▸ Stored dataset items

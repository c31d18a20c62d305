pub use decoding::Decoder;
pub use encoding::Encoder;
pub use spec::Spec;

mod decoding;
mod encoding;
mod spec;

// must be u16 or larger
pub(crate) type AnsState = u32;
// index into the table's alphabet; table alphabets never exceed 255 symbols.
pub(crate) type Symbol = u16;
// occurrence count of a symbol within an ANS table of size 2^size_log.
pub(crate) type Weight = u32;

#[cfg(test)]
mod tests {
  use crate::ans::spec::Spec;
  use crate::ans::{AnsState, Decoder, Encoder, Symbol};
  use crate::bit_writer::BitWriter;
  use crate::bits::BitCursor;
  use crate::errors::PlotResult;

  fn assert_recovers(spec: &Spec, symbols: Vec<Symbol>) -> PlotResult<()> {
    let encoder = Encoder::new(spec);
    let mut state = encoder.default_state();
    // ANS is LIFO: encode symbols back-to-front, writing the bits for each
    // transition as we go, so that a plain forward bit reader reconstructs
    // the symbols in their original order.
    let mut writer = BitWriter::new();
    let mut to_write = Vec::new();
    for &symbol in symbols.iter().rev() {
      let (new_state, bitlen) = encoder.encode(state, symbol);
      to_write.push((state, bitlen));
      state = new_state;
    }
    for (word, bitlen) in to_write.into_iter().rev() {
      writer.write_uint(word as u64, bitlen);
    }
    let bytes = writer.into_bytes();

    let final_state = state;
    let table_size = 1u32 << encoder.size_log();

    let mut reader = BitCursor::new(&bytes, bytes.len() as u64 * 8);
    let decoder = Decoder::new(spec);
    let mut decoded = Vec::new();
    let mut state_idx = final_state - table_size;
    for _ in 0..symbols.len() {
      let node = decoder.get_node(state_idx);
      decoded.push(node.symbol);
      let extra = reader.read_uint(node.bits_to_read) as AnsState;
      state_idx = node.next_state_idx_base + extra;
    }

    assert_eq!(decoded, symbols);
    Ok(())
  }

  #[test]
  fn ans_encoder_decoder() -> PlotResult<()> {
    let spec = Spec {
      size_log: 3,
      state_symbols: vec![0, 1, 2, 0, 1, 2, 0, 1],
      symbol_weights: vec![3, 3, 2],
    };
    let symbols = vec![2, 0, 1, 1, 1, 0, 0, 1, 2];
    assert_recovers(&spec, symbols)?;

    let mut symbols = Vec::new();
    for _ in 0..200 {
      symbols.push(0);
      symbols.push(1);
      symbols.push(2);
    }
    assert_recovers(&spec, symbols)?;
    Ok(())
  }

  #[test]
  fn ans_encoder_decoder_sparse() -> PlotResult<()> {
    let spec = Spec {
      size_log: 3,
      state_symbols: vec![0, 0, 0, 0, 0, 0, 0, 1],
      symbol_weights: vec![7, 1],
    };
    let mut symbols = Vec::new();
    for _ in 0..100 {
      for _ in 0..7 {
        symbols.push(0);
      }
      symbols.push(1);
    }
    assert_recovers(&spec, symbols)
  }

  #[test]
  fn spec_from_r_value_sums_to_table_size() -> PlotResult<()> {
    let spec = Spec::from_r_value(4.7)?;
    assert_eq!(
      spec.symbol_weights.iter().sum::<u32>(),
      spec.table_size() as u32
    );
    Ok(())
  }
}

▸ INSTRUCTIONS TO FOLLOW
What you return should be the lines from the start of the data through the line with "pub(crate) type AnsState = u32;", quoted exactly and nothing more.

▸ RESPONSE
repository c31d18a20c62d305
pub use decoding::Decoder;
pub use encoding::Encoder;
pub use spec::Spec;

mod decoding;
mod encoding;
mod spec;

// must be u16 or larger
pub(crate) type AnsState = u32;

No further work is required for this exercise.